NEW ULM - Local Republican legislators Rep. Paul Torkelson and Sen. Gary Dahms, who won re-election on Nov. 6, plan to stay the course on their legislative priorities as they adjust for working with Gov. Mark Dayton and the DFL majority in the Legislature.
"It was definitely disappointing to be moving from a majority to a minority," said Torkelson, "But, we can still do plenty of work for the district."
He said that the silver lining in the election was that Dahms also won, allowing them to continue to work together at the Capitol.
Torkelson, who serves in House District 16B and is from Hanska, said that because a minority party does not control the gavel in committees, its role is focused on improving the bills the majority puts forward and challenging anything they consider a deficiency in the bills.
"I plan to still pursue efforts in areas I'm familiar with.

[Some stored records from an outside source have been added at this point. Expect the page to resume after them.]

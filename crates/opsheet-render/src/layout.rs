//! Fixed worksheet layout.
//!
//! The export populates one continuous table with a fixed set of logical
//! columns; everything else on the sheet is decorative. Cell references in
//! emitted formulas are built from this module so the mirror and the workbook
//! writer can never disagree about where a value lives.

/// Logical columns of the export table, in sheet order
#[derive(Clone, Copy, Debug, PartialEq, Eq)]
pub enum Column {
    /// Operation ordinal
    Ordinal,
    /// Operation display name
    Name,
    /// Crossed-lunch display marker
    LunchMark,
    /// Pre-operation pause, minutes
    Pause,
    /// Duration in its native unit
    Duration,
    /// Duration converted to the alternate unit (always a formula)
    DurationAlt,
    /// Confirmation-number label
    Pdtv,
    /// Posting date
    PostingDate,
    /// Worker label
    Worker,
    StartDate,
    StartTime,
    EndDate,
    EndTime,
    /// Synthetic `"{ordinal}_{worker}"` lookup key
    RowKey,
}

/// All columns in sheet order
pub const COLUMNS: [Column; 14] = [
    Column::Ordinal,
    Column::Name,
    Column::LunchMark,
    Column::Pause,
    Column::Duration,
    Column::DurationAlt,
    Column::Pdtv,
    Column::PostingDate,
    Column::Worker,
    Column::StartDate,
    Column::StartTime,
    Column::EndDate,
    Column::EndTime,
    Column::RowKey,
];

pub const COLUMN_COUNT: usize = COLUMNS.len();

/// Header rows above the data table
pub const HEADER_ROWS: u32 = 1;

impl Column {
    /// Zero-based sheet column index
    pub fn index(self) -> u16 {
        COLUMNS.iter().position(|c| *c == self).unwrap_or(0) as u16
    }

    pub fn header(self) -> &'static str {
        match self {
            Column::Ordinal => "No.",
            Column::Name => "Operation",
            Column::LunchMark => "Lunch",
            Column::Pause => "Pause (min)",
            Column::Duration => "Duration",
            Column::DurationAlt => "Duration (alt)",
            Column::Pdtv => "Confirmation",
            Column::PostingDate => "Posting date",
            Column::Worker => "Worker",
            Column::StartDate => "Start date",
            Column::StartTime => "Start",
            Column::EndDate => "End date",
            Column::EndTime => "End",
            Column::RowKey => "Key",
        }
    }

    pub fn width(self) -> f64 {
        match self {
            Column::Ordinal => 5.0,
            Column::Name => 28.0,
            Column::LunchMark => 6.0,
            Column::Pdtv => 14.0,
            Column::PostingDate | Column::StartDate | Column::EndDate => 12.0,
            Column::Worker => 16.0,
            _ => 10.0,
        }
    }
}

/// Sheet column index to letters (0 -> A, 25 -> Z, 26 -> AA)
pub fn col_letter(col: u16) -> String {
    let mut result = String::new();
    let mut n = u32::from(col) + 1;
    while n > 0 {
        let rem = (n - 1) % 26;
        result.insert(0, (b'A' + rem as u8) as char);
        n = (n - 1) / 26;
    }
    result
}

/// 1-based spreadsheet row of a data row index
pub fn sheet_row(data_idx: usize) -> u32 {
    data_idx as u32 + HEADER_ROWS + 1
}

/// `A1`-style reference to a column cell of a data row
pub fn cell(column: Column, data_idx: usize) -> String {
    format!("{}{}", col_letter(column.index()), sheet_row(data_idx))
}
//! Spreadsheet-semantics arithmetic.
//!
//! The emitted formulas cannot loop, so they re-express the lunch shift and
//! extend rules as single-pass conditional arithmetic over date serials and
//! day fractions. This module is that arithmetic, evaluable in Rust: every
//! function corresponds one-to-one to a formula shape in `mirror`, and the
//! conformance tests run it against the runtime scheduler to keep the two
//! backends from drifting.

use opsheet_core::Window;

/// Minutes in a day, as f64
pub const DAY_MIN: f64 = 1440.0;

/// Day fraction of a window start
pub fn win_start_frac(w: &Window) -> f64 {
    w.start / DAY_MIN
}

/// Day fraction of a window end
pub fn win_end_frac(w: &Window) -> f64 {
    w.end() / DAY_MIN
}

/// `MOD(x, 1)`
pub fn frac(x: f64) -> f64 {
    x - x.floor()
}

/// The nested-IF shift: move a time-of-day fraction out of each window it
/// falls into, checked in window order
pub fn shift_frac(tod: f64, windows: &[Window]) -> f64 {
    let mut t = tod;
    for w in windows {
        if t >= win_start_frac(w) && t < win_end_frac(w) {
            t = win_end_frac(w);
        }
    }
    t
}

/// Did the shift cross any window? Mirrors the marker formula's iterated
/// inside-tests.
pub fn shift_crossed(tod: f64, windows: &[Window]) -> bool {
    let mut t = tod;
    let mut crossed = false;
    for w in windows {
        if t >= win_start_frac(w) && t < win_end_frac(w) {
            t = win_end_frac(w);
            crossed = true;
        }
    }
    crossed
}

/// Start cells of a chained row: previous end (date serial, time fraction)
/// plus a pause in minutes, shifted out of the windows.
///
/// Returns `(start_date_serial, start_time_frac)`.
pub fn chained_start(
    prev_end_date: f64,
    prev_end_time: f64,
    pause_min: f64,
    windows: &[Window],
) -> (f64, f64) {
    let raw = prev_end_time + pause_min / DAY_MIN;
    let date = prev_end_date + raw.floor();
    let time = shift_frac(frac(raw), windows);
    (date, time)
}

/// End cells from a row's own start and duration (as a day fraction): the
/// single-pass extend chain, each covered window adding its length before
/// the next window's test.
///
/// Returns `(end_date_serial, end_time_frac)`.
pub fn row_end(
    start_date: f64,
    start_time: f64,
    duration_frac: f64,
    windows: &[Window],
) -> (f64, f64) {
    let mut z = start_time + duration_frac;
    for w in windows {
        if start_time < win_start_frac(w) && z > win_start_frac(w) {
            z += w.len / DAY_MIN;
        }
    }
    (start_date + z.floor(), frac(z))
}

/// The span part of the lunch marker: does the extend chain cover any window?
pub fn span_crossed(start_time: f64, duration_frac: f64, windows: &[Window]) -> bool {
    let mut z = start_time + duration_frac;
    let mut crossed = false;
    for w in windows {
        if start_time < win_start_frac(w) && z > win_start_frac(w) {
            z += w.len / DAY_MIN;
            crossed = true;
        }
    }
    crossed
}
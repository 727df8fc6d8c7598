//! Text-generation collaborator: sends extracted Go functions (or a diff) to
//! a chat-completions API and returns the reply.
//!
//! Nothing here retries, rate-limits, or caches. A [`ServiceError`] is
//! handed straight back to the caller.

mod client;
mod config;
mod error;
pub mod prompt;

pub use client::{DiffAnalyzer, OpenAiClient, TestGenerator, is_valid_function_name};
pub use config::{
    API_KEY_ENV, BASE_URL_ENV, DEFAULT_BASE_URL, DEFAULT_MODEL, DEFAULT_TIMEOUT_SECS,
    GeneratorConfig, MODEL_ENV, TIMEOUT_ENV,
};
pub use error::ServiceError;
pub use prompt::strip_code_fence;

I worked with both sides of the aisles for several bills last year, which will pay off while working in the minority," said Torkelson.
Dahms, who represents Senate District 16 and is from Redwood Falls, and Torkelson said that the budget and ending the remaining deficit would be the big focus for the 2013 session.
"I expect it will go smoother this year. But, that doesn't meant it will necessarily be easier. It will depend a great deal on the state revenue forecast," said Torkelson.
Dahms and Torkelson remain strongly opposed to any tax increase to balance the budget, but they said they were more open to introducing other revenue sources.
"Now is absolutely the wrong time for [raising taxes]," said Dahms.
Torkelson said he hoped there would be a serious look at reforming the state's tax system to make it fairer and less complicated.
Both legislators do not expect any highly contentious legislation like the Vikings stadium bill.
Torkelson plans to prioritize looking at nursing home funding, which he said is currently insufficient to meet many needs. He also plans to focus on water and water regulation legislation.
Dahms said he was going to focus on health care services, particularly on improving funding because many health care workers have gone without pay raises for several years. He said he would particularly focus on the unfair funding formula difference between rural and metro areas. He also said he considers job growth as a long-term solution to increasing state funding, which he said would ultimately be applied to local concerns such as funding Highway 14 improvements.
Both legislators said they were unsure whether the state's school funding shift would completely be paid back due to the budget shortfall. Dahms said he was sure that at least a sizable portion would be returned to schools.
"We're just looking forward to getting back to session and back to work," said Dahms.